Beaune has a real “buzz” to it even though it’s a compact town. The next day was Market Day too so we had a lot to cram into Saturday.

The Saturday market was worth a look around though prices seemed high, for example poulet roti was €17 when similar were on sale in a supermarket for €8.

While meandering through the market, we spotted the Basilica, so went in for a look especially at the tapestries dating back to the 15th Century. There was no audio guide, but Andrew helpfully provided his own, slightly cynical version of the scenes.

Hotel de Dieu did not disappoint at all, despite the hordes of tourists sharing our afternoon visit.

Hotel de Dieu is a beautiful building. The fascinating story of its foundation and subsequent use and of its self funding through farming, wine production and much more was covered by the tour audio guide.

Aires provide some brilliant examples of interesting parking; this clown parked in the roadway when there were many empty spaces. Doh! We also heard a Motorhome sideswipe another, which was inconsiderately parked in a short space- all 8m of him.

Here are a few photos of Beaune

Gurgy- heading South

A long drive for us, this one was about 255km from our last stop at Brezolles. It looked like an easy drive on wide roads, so I asked Andrew “Do you think your nerves are up to me doing a bit of driving?” His reply was accompanied by an audible “woohoo!” so I guessed I’d picked the right moment to offer. At the next suitable layby, a quick change of driver and mirror and seat positions and we were off again. Ha, only a few minutes into “my” drive, and we were in a small village with those damed chicanes and lorries coming the other way. Hold on to your seats. I should have recorded how much I drove, I suppose, but after a few similar villages and roundabouts etc, I handed back control.

Arriving at Gurgy, the temperature had become oven-like, and we parked up in the lovely setting of the motorhome Aire alongside the river. The overnight charge was 8.60 euros, including electric hook-up.

Once hooked up we were off on our bikes for a cycle along the riverside. Approaching home, my bike’s rear tyre punctured..grrr…so I did the short walk of shame back to camp.

We had booked a table at the village restaurant for 7pm so Andrew set about replacing the inner tube, interrupted only by at least three neighbours who stopped to offer advice, or just watch, then talked about our van etc.

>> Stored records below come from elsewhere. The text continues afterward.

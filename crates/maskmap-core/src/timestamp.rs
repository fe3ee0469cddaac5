//! Wire timestamp parsing.
//!
//! Store records carry `stock_at` and `created_at` as strings in a fixed
//! `YYYY/MM/dd HH:mm:ss` local-time format. The core keeps them raw on the
//! records — locale-aware rendering is the display layer's job — and offers
//! this parser for callers that want a typed value.

use chrono::NaiveDateTime;

/// The fixed format the reporting service uses for all timestamps.
pub const WIRE_TIMESTAMP_FORMAT: &str = "%Y/%m/%d %H:%M:%S";

/// Parses a wire timestamp string, returning `None` if it does not match
/// the fixed format. A malformed timestamp never fails the record it came
/// from.
#[must_use]
pub fn parse_wire_timestamp(raw: &str) -> Option<NaiveDateTime> {
    NaiveDateTime::parse_from_str(raw.trim(), WIRE_TIMESTAMP_FORMAT).ok()
}

#[cfg(test)]
mod tests {
    use super::*;
    use chrono::{Datelike, Timelike};

    #[test]
    fn parses_wire_format() {
        let ts = parse_wire_timestamp("2020/03/14 09:26:53").expect("should parse");
        assert_eq!(
            (ts.year(), ts.month(), ts.day()),
            (2020, 3, 14)
        );
        assert_eq!((ts.hour(), ts.minute(), ts.second()), (9, 26, 53));
    }

    #[test]
    fn tolerates_surrounding_whitespace() {
        assert!(parse_wire_timestamp(" 2020/03/14 09:26:53 ").is_some());
    }

    #[test]
    fn rejects_other_formats() {
        assert!(parse_wire_timestamp("2020-03-14 09:26:53").is_none());
        assert!(parse_wire_timestamp("not a date").is_none());
        assert!(parse_wire_timestamp("").is_none());
    }
}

Dinner was superb! One of those 3 courses Menus, with 3 choices per course. Andrew couldn’t resist the andouilette starter….yeeeuk. To further aggravate the vegans, his main course was lapin in a mustard sauce, with tagliatelle…sorry Benjamin Bunny!

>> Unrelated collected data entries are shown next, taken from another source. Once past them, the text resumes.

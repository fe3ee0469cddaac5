//! Geodesic math for viewport bookkeeping.
//!
//! The refresh trigger compares pan distance against the previously fetched
//! radius, so all it needs is great-circle distance between two WGS84 points.

use crate::GeoPoint;

/// Mean Earth radius in meters (IUGG sphere).
pub const EARTH_RADIUS_M: f64 = 6_371_000.0;

/// Great-circle distance between two points in meters, via the haversine
/// formula. Accurate to well under a percent at the city scales the refresh
/// trigger cares about.
#[must_use]
pub fn distance_m(a: GeoPoint, b: GeoPoint) -> f64 {
    let lat_a = a.lat.to_radians();
    let lat_b = b.lat.to_radians();
    let d_lat = (b.lat - a.lat).to_radians();
    let d_lng = (b.lng - a.lng).to_radians();

    let h = (d_lat / 2.0).sin().powi(2) + lat_a.cos() * lat_b.cos() * (d_lng / 2.0).sin().powi(2);
    2.0 * EARTH_RADIUS_M * h.sqrt().asin()
}
//! Stock-status classification for mask reporting stations.
//!
//! The remote API reports supply as a raw string code in `remain_stat`:
//! 100+ units is `"plenty"`, 30–99 `"some"`, 2–29 `"few"`, 0–1 `"empty"`,
//! and a station that has stopped selling reports `"break"`. A null field
//! means the station never reported at all.

/// Marker tint used when a station is drawn as a map pin.
#[derive(Debug, Clone, Copy, PartialEq, Eq)]
pub enum PinColor {
    Green,
    Yellow,
    Red,
    Gray,
    Black,
}

impl PinColor {
    #[must_use]
    pub const fn name(self) -> &'static str {
        match self {
            PinColor::Green => "green",
            PinColor::Yellow => "yellow",
            PinColor::Red => "red",
            PinColor::Gray => "gray",
            PinColor::Black => "black",
        }
    }
}

/// Categorical mask-supply level reported by a station.
///
/// Exactly one variant per record. `Unknown` covers a null `remain_stat`;
/// a present-but-unrecognized code resolves to `Suspended`.
#[derive(Debug, Clone, Copy, PartialEq, Eq)]
pub enum StockStatus {
    Plenty,
    Some,
    Few,
    Empty,
    Suspended,
    Unknown,
}

impl StockStatus {
    /// Resolves a raw `remain_stat` value into a status variant.
    ///
    /// A missing field means the station never reported and maps to
    /// `Unknown`. Any present code that is not one of the four stock levels
    /// maps to `Suspended` — the documented suspension code is `"break"`,
    /// and unrecognized codes land in the same bucket rather than failing
    /// the record.
    #[must_use]
    pub fn from_wire(raw: Option<&str>) -> Self {
        match raw {
            None => StockStatus::Unknown,
            Some("plenty") => StockStatus::Plenty,
            Some("some") => StockStatus::Some,
            Some("few") => StockStatus::Few,
            Some("empty") => StockStatus::Empty,
            Some(_) => StockStatus::Suspended,
        }
    }

    /// The wire code for this status, `None` for `Unknown` (which has no
    /// code of its own).
    #[must_use]
    pub const fn code(self) -> Option<&'static str> {
        match self {
            StockStatus::Plenty => Some("plenty"),
            StockStatus::Some => Some("some"),
            StockStatus::Few => Some("few"),
            StockStatus::Empty => Some("empty"),
            StockStatus::Suspended => Some("break"),
            StockStatus::Unknown => None,
        }
    }

    /// Human-readable supply label, in the wording the reporting service
    /// publishes.
    #[must_use]
    pub const fn label(self) -> &'static str {
        match self {
            StockStatus::Plenty => "100개 이상",
            StockStatus::Some => "30 ~ 100개",
            StockStatus::Few => "30개 이하",
            StockStatus::Empty => "없음",
            StockStatus::Suspended => "중지",
            StockStatus::Unknown => "미상",
        }
    }

    /// Pin tint for this status.
    #[must_use]
    pub const fn color(self) -> PinColor {
        match self {
            StockStatus::Plenty => PinColor::Green,
            StockStatus::Some => PinColor::Yellow,
            StockStatus::Few => PinColor::Red,
            StockStatus::Empty => PinColor::Gray,
            StockStatus::Suspended | StockStatus::Unknown => PinColor::Black,
        }
    }
}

Our overnight here was brill, with stunning scenery and we’d highly recommend it.

Brezolles

Having left Normandy and our DDay 75 tour, its time to head South East and Brezolles is chosen as our first Aire in Burgundy region. It’s right on the edge of the village, and just off a busy road with lots of trucks thundering through, but hey, it’s free and has all facilities for Motorhomes.

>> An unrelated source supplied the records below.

//! The adaptive region-refresh state machine.
//!
//! Decides when a viewport change or timer tick warrants re-fetching store
//! data, and applies completed fetches to the displayed pin set. The
//! machine is deliberately synchronous — triggers come in as method calls
//! and fetch plans come out as values — so the async plumbing lives
//! entirely in [`crate::session`] and the decision logic unit-tests
//! without a runtime.

use std::time::Duration;

use tokio::time::Instant;

use maskmap_api::{FetchError, StoreResponse};
use maskmap_core::{geo, AppConfig, ViewportRegion};

use crate::policy;
use crate::projector::{self, PinRecord};

/// Timing knobs for a map session.
#[derive(Debug, Clone, Copy)]
pub struct RefreshConfig {
    /// How often the staleness check runs.
    pub tick_period: Duration,
    /// Age at which displayed data is re-fetched even without movement.
    pub staleness_threshold: Duration,
}

impl RefreshConfig {
    #[must_use]
    pub fn from_app_config(config: &AppConfig) -> Self {
        Self {
            tick_period: Duration::from_secs(config.tick_secs),
            staleness_threshold: Duration::from_secs(config.staleness_secs),
        }
    }
}

/// Bookkeeping for the most recent successful refresh.
///
/// Mutated only by [`RefreshController::complete`], exactly once per
/// completed refresh, and never rolled back on failure — stale state
/// persists and the next eligible trigger retries naturally.
#[derive(Debug, Clone, Copy)]
pub struct RefreshState {
    pub last_region: ViewportRegion,
    pub last_fetch_radius_m: f64,
    pub last_refresh_at: Instant,
}

impl RefreshState {
    /// Bookkeeping radius paired with the fallback region at session start.
    /// Deliberately small so the first real viewport report triggers a
    /// fetch.
    pub const INITIAL_FETCH_RADIUS_M: f64 = 1000.0;

    fn initial(now: Instant) -> Self {
        Self {
            last_region: ViewportRegion::fallback(),
            last_fetch_radius_m: Self::INITIAL_FETCH_RADIUS_M,
            last_refresh_at: now,
        }
    }
}

/// A fetch the controller has decided to run: the viewport snapshot it was
/// planned for and the policy-chosen radius to query at.
#[derive(Debug, Clone, Copy, PartialEq)]
pub struct FetchPlan {
    pub region: ViewportRegion,
    pub fetch_radius_m: f64,
}

#[derive(Debug, Clone, Copy, PartialEq, Eq)]
enum Phase {
    Idle,
    Refreshing,
}

/// Owns refresh state and the current pin set.
///
/// At most one fetch is outstanding at a time: triggers arriving while a
/// plan is in flight are dropped, not queued. Latest-viewport-wins is NOT
/// guaranteed — an in-flight fetch still applies even if the viewport has
/// moved again — which is acceptable because the next tick or movement
/// corrects it.
pub struct RefreshController {
    staleness_threshold: Duration,
    state: RefreshState,
    phase: Phase,
    pins: Vec<PinRecord>,
    /// Latest viewport reported by the map, used for timer-triggered
    /// refreshes.
    current_region: ViewportRegion,
}

impl RefreshController {
    #[must_use]
    pub fn new(staleness_threshold: Duration, now: Instant) -> Self {
        Self {
            staleness_threshold,
            state: RefreshState::initial(now),
            phase: Phase::Idle,
            pins: Vec::new(),
            current_region: ViewportRegion::fallback(),
        }
    }

    /// The currently displayed pin set.
    #[must_use]
    pub fn pins(&self) -> &[PinRecord] {
        &self.pins
    }

    #[must_use]
    pub fn state(&self) -> &RefreshState {
        &self.state
    }

    #[must_use]
    pub fn is_refreshing(&self) -> bool {
        self.phase == Phase::Refreshing
    }

    /// Handles a viewport-change event from the map.
    ///
    /// Fires a refresh only when the pan distance plus the new visible
    /// radius exceed the previously fetched radius — i.e. when the last
    /// fetch no longer covers what is on screen. The fetch radius is grown
    /// by the radius policy to over-cover the viewport.
    pub fn on_viewport_change(&mut self, region: ViewportRegion) -> Option<FetchPlan> {
        self.current_region = region;
        if self.phase == Phase::Refreshing {
            tracing::debug!("viewport change ignored, refresh already in flight");
            return None;
        }

        let distance = geo::distance_m(region.center, self.state.last_region.center);
        if distance + region.visible_radius_m <= self.state.last_fetch_radius_m {
            return None;
        }

        tracing::debug!(
            distance_m = distance,
            visible_radius_m = region.visible_radius_m,
            last_fetch_radius_m = self.state.last_fetch_radius_m,
            "viewport left fetched coverage, refreshing"
        );
        Some(self.begin(FetchPlan {
            region,
            fetch_radius_m: policy::next_radius(region.visible_radius_m),
        }))
    }

    /// Handles a periodic timer tick.
    ///
    /// Fires a refresh once the displayed data is older than the staleness
    /// threshold, using the current viewport radius un-grown — this forces
    /// periodic freshness without widening the query. The radius is still
    /// clamped to the API's query cap: a viewport wider than the cap would
    /// otherwise issue a query the service answers with garbage, and the
    /// garbage would replace last-known-good pins.
    pub fn on_tick(&mut self, now: Instant) -> Option<FetchPlan> {
        if self.phase == Phase::Refreshing {
            return None;
        }

        let age = now.duration_since(self.state.last_refresh_at);
        if age < self.staleness_threshold {
            return None;
        }

        tracing::debug!(age_secs = age.as_secs(), "displayed data stale, refreshing");
        let region = self.current_region;
        Some(self.begin(FetchPlan {
            region,
            fetch_radius_m: region.visible_radius_m.min(policy::MAX_FETCH_RADIUS_M),
        }))
    }

    /// Applies the outcome of a fetch started by one of the trigger
    /// methods, returning `true` if the pin set was replaced.
    ///
    /// On success the entire pin set is swapped for the projected records
    /// and the refresh bookkeeping moves to the plan's region, radius and
    /// `now`. On failure nothing changes beyond logging — last-known-good
    /// pins stay displayed and the next eligible trigger retries.
    pub fn complete(
        &mut self,
        plan: &FetchPlan,
        now: Instant,
        result: Result<StoreResponse, FetchError>,
    ) -> bool {
        self.phase = Phase::Idle;
        match result {
            Ok(response) => {
                self.pins = projector::project(response.stores);
                self.state = RefreshState {
                    last_region: plan.region,
                    last_fetch_radius_m: plan.fetch_radius_m,
                    last_refresh_at: now,
                };
                tracing::debug!(
                    count = response.count,
                    pins = self.pins.len(),
                    "refresh applied"
                );
                true
            }
            Err(err) => {
                tracing::warn!(error = %err, "store refresh failed, keeping previous pins");
                false
            }
        }
    }

    /// Abandons an in-flight refresh without applying anything, e.g. when
    /// the fetch task was torn down. State is untouched, as with a failed
    /// fetch.
    pub fn abandon(&mut self) {
        self.phase = Phase::Idle;
    }

    fn begin(&mut self, plan: FetchPlan) -> FetchPlan {
        self.phase = Phase::Refreshing;
        plan
    }
}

There are 6 other vans parked up, and we choose our space next to a picnic bench before walking into the village to see what’s on offer.

Most of the shops are closed, but a boulangerie is located for tomorrow. Back at the van, we wrestle with the “no camping behaviour” rule, (which usually means no awnings to be wound out, no tables and chairs, no BBQs) opting instead for hob-cooked sausages with baguettes. Heaven forbid we would be “The Brits who insisted on using their BBQ, against the rules”. We both slept well, despite the traffic noise and the peal of bells from the nearby church. To be fair, traffic had subsided by late evening.

Oh, and what did Brezolles have to offer? The usual- a church, no doubt at least one hair salon and a couple of takeaways, but the fishing lake had dried up due to lack of rain so far this year as can be seen in the photo below.

Andrew did spot what was probably a coypu, and a kingfisher, on his walk to the boulangerie, but they had gone into hiding by the time we both walked into the village later, so we will have to take his word for it.